En el periodo 1991-96, Torres afrontó el reto descomunal de seguir viviendo después de perder al amor de su vida. Lo hizo trabajando para la audiencia de un único espectador, el difunto Ross. Son sus años más prolíficos, paradójicamente, ya que la enfermedad iba minando su salud y la melancolía era el enemigo a batir. Junto a sus grandes producciones instalativas desarrolla una muy personal vía comunicativa en sus “sábanas”, litografías o fotografías en offset que repartía en sus exposiciones de aquellos años. Bajo el título genérico Sin título se reunieron en 2019 en la galería T20 con la idea de presentar un recorrido completo desde Sin título (Himmler, Hate, Hole, Helms) de 1990, la conocida como Agua de 1991 o el conocido cartel elaborado en 1993 junto a Christopher Wool, The show is over, hasta el uso recurrente del azul en su gráfica, presente en litografías, rótulos e instalaciones. Son frecuentemente obras de luto ligadas a la serie Sin título (Retrato de Ross in L. A.), formada por una montaña de caramelos envueltos en celofán de distintos colores. El peso de los caramelos, 175 libras, era el de Ross. Cada espectador cogía uno y la obra, como Ross, iba perdiendo peso.
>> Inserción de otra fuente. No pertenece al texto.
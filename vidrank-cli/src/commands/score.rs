use anyhow::Context;
use clap::Args;

use vidrank_core::config::VidrankConfig;
use vidrank_core::score::{compute_popularity_score, engagement_ratio};

#[derive(Args, Debug)]
pub struct ScoreArgs {
    /// View count
    #[arg(allow_negative_numbers = true)]
    pub views: f64,

    /// Like count
    #[arg(allow_negative_numbers = true)]
    pub likes: f64,

    /// Comment count
    #[arg(allow_negative_numbers = true)]
    pub comments: f64,

    /// Print JSON instead of text
    #[arg(long)]
    pub json: bool,
}

pub fn run(args: &ScoreArgs, config: &VidrankConfig) -> anyhow::Result<()> {
    let score = compute_popularity_score(args.views, args.likes, args.comments, &config.scoring)
        .context("Cannot score item")?;
    let engagement = engagement_ratio(args.views, args.likes, args.comments);

    if args.json {
        let value = serde_json::json!({
            "popularityScore": score,
            "engagementRate": engagement,
        });
        println!("{}", serde_json::to_string_pretty(&value)?);
    } else {
        println!("popularity score: {score:.2}");
        println!("engagement rate:  {:.2}%", engagement * 100.0);
    }
    Ok(())
}
// Caller-owned TTL cache for memoizing analysis results.
//
// Nothing in the scoring or classification engine needs a cache; this exists so
// callers that re-analyse the same batch can keep results without module-level
// state. Keys are usually produced by `batch_fingerprint`.

use std::collections::HashMap;
use std::collections::hash_map::DefaultHasher;
use std::hash::{Hash, Hasher};
use std::time::{Duration, Instant};

use crate::types::MetricItem;

#[derive(Debug)]
struct Entry<V> {
    value: V,
    inserted: Instant,
    ttl: Duration,
}

impl<V> Entry<V> {
    fn is_expired(&self, now: Instant) -> bool {
        now.duration_since(self.inserted) >= self.ttl
    }
}

/// Hit/miss counters since construction or the last [`TtlCache::clear`].
#[derive(Debug, Clone, Copy, Default, PartialEq, Eq)]
pub struct CacheStats {
    pub hits: u64,
    pub misses: u64,
    pub entries: usize,
}

/// Map whose entries expire once their age reaches their TTL.
#[derive(Debug)]
pub struct TtlCache<K, V> {
    entries: HashMap<K, Entry<V>>,
    hits: u64,
    misses: u64,
}

impl<K, V> Default for TtlCache<K, V> {
    fn default() -> Self {
        Self {
            entries: HashMap::new(),
            hits: 0,
            misses: 0,
        }
    }
}

impl<K: Hash + Eq, V: Clone> TtlCache<K, V> {
    pub fn new() -> Self {
        Self::default()
    }

    /// Live value for `key`. An expired entry is dropped and counts as a miss.
    pub fn get(&mut self, key: &K) -> Option<V> {
        let now = Instant::now();
        match self.entries.get(key) {
            Some(entry) if !entry.is_expired(now) => {
                self.hits += 1;
                Some(entry.value.clone())
            }
            Some(_) => {
                self.entries.remove(key);
                self.misses += 1;
                None
            }
            None => {
                self.misses += 1;
                None
            }
        }
    }

    /// Insert or replace, restarting the entry's clock.
    pub fn put(&mut self, key: K, value: V, ttl: Duration) {
        self.entries.insert(
            key,
            Entry {
                value,
                inserted: Instant::now(),
                ttl,
            },
        );
    }

    /// Drop one entry. Returns whether it was present.
    pub fn invalidate(&mut self, key: &K) -> bool {
        self.entries.remove(key).is_some()
    }

    pub fn clear(&mut self) {
        self.entries.clear();
        self.hits = 0;
        self.misses = 0;
    }

    /// Remove every expired entry, returning how many were dropped.
    pub fn cleanup_expired(&mut self) -> usize {
        let now = Instant::now();
        let before = self.entries.len();
        self.entries.retain(|_, entry| !entry.is_expired(now));
        before - self.entries.len()
    }

    /// Stored entries, including expired ones not yet cleaned up.
    pub fn len(&self) -> usize {
        self.entries.len()
    }

    pub fn is_empty(&self) -> bool {
        self.entries.is_empty()
    }

    pub fn stats(&self) -> CacheStats {
        CacheStats {
            hits: self.hits,
            misses: self.misses,
            entries: self.entries.len(),
        }
    }
}

/// Deterministic key for a batch plus whatever parameters shaped the result.
pub fn batch_fingerprint(items: &[MetricItem], params: &impl Hash) -> u64 {
    let mut hasher = DefaultHasher::new();
    items.len().hash(&mut hasher);
    for item in items {
        item.id.hash(&mut hasher);
        item.title.hash(&mut hasher);
        item.description.hash(&mut hasher);
        item.view_count.hash(&mut hasher);
        item.like_count.hash(&mut hasher);
        item.comment_count.hash(&mut hasher);
        item.duration_seconds.hash(&mut hasher);
        item.published_at.hash(&mut hasher);
    }
    params.hash(&mut hasher);
    hasher.finish()
}

#[cfg(test)]
mod tests {
    use super::*;

    const HOUR: Duration = Duration::from_secs(3600);

    #[test]
    fn put_then_get() {
        let mut cache = TtlCache::new();
        cache.put("k", 42, HOUR);
        assert_eq!(cache.get(&"k"), Some(42));
        assert_eq!(cache.get(&"missing"), None);
        assert_eq!(
            cache.stats(),
            CacheStats {
                hits: 1,
                misses: 1,
                entries: 1
            }
        );
    }

    #[test]
    fn zero_ttl_expires_immediately() {
        let mut cache = TtlCache::new();
        cache.put("k", 1, Duration::ZERO);
        assert_eq!(cache.len(), 1);
        assert_eq!(cache.get(&"k"), None);
        assert!(cache.is_empty(), "expired entry is dropped on access");
    }

    #[test]
    fn cleanup_drops_only_expired() {
        let mut cache = TtlCache::new();
        cache.put("stale", 1, Duration::ZERO);
        cache.put("fresh", 2, HOUR);
        assert_eq!(cache.cleanup_expired(), 1);
        assert_eq!(cache.len(), 1);
        assert_eq!(cache.get(&"fresh"), Some(2));
    }

    #[test]
    fn invalidate_and_clear() {
        let mut cache = TtlCache::new();
        cache.put(1u64, "a", HOUR);
        cache.put(2u64, "b", HOUR);
        assert!(cache.invalidate(&1));
        assert!(!cache.invalidate(&1));
        cache.clear();
        assert!(cache.is_empty());
        assert_eq!(cache.stats(), CacheStats::default());
    }

    #[test]
    fn put_replaces_value() {
        let mut cache = TtlCache::new();
        cache.put("k", 1, HOUR);
        cache.put("k", 2, HOUR);
        assert_eq!(cache.get(&"k"), Some(2));
        assert_eq!(cache.len(), 1);
    }

    #[test]
    fn fingerprint_deterministic_and_sensitive() {
        let a = vec![MetricItem::new("a", 10, 1, 0)];
        let b = vec![MetricItem::new("a", 11, 1, 0)];
        assert_eq!(batch_fingerprint(&a, &"top"), batch_fingerprint(&a, &"top"));
        assert_ne!(batch_fingerprint(&a, &"top"), batch_fingerprint(&b, &"top"));
        assert_ne!(batch_fingerprint(&a, &"top"), batch_fingerprint(&a, &"bottom"));
    }
}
Luego el espectador comía el caramelo y se planteaba la idea de la comunión cristiana, pero el final no era fúnebre, ya que el museo reponía los caramelos retornando la obra/Ross a su peso. Existía una salvación a través del arte. Finalmente, cada espectador llevaba a Ross en su interior, él vivía en cada persona que compartía la experiencia. La belleza de esta obra y la carga emotiva es desbordante. Existe un testimonio fotográfico muy emocionante en las imágenes tomadas por Carl George, amigo de la pareja, que, junto a las cartas de los tres, han sido donadas a la web visualaids.org. El visionado de esa web tal vez sea la forma más real de acercarse a la obra de un artista secretamente descomunal.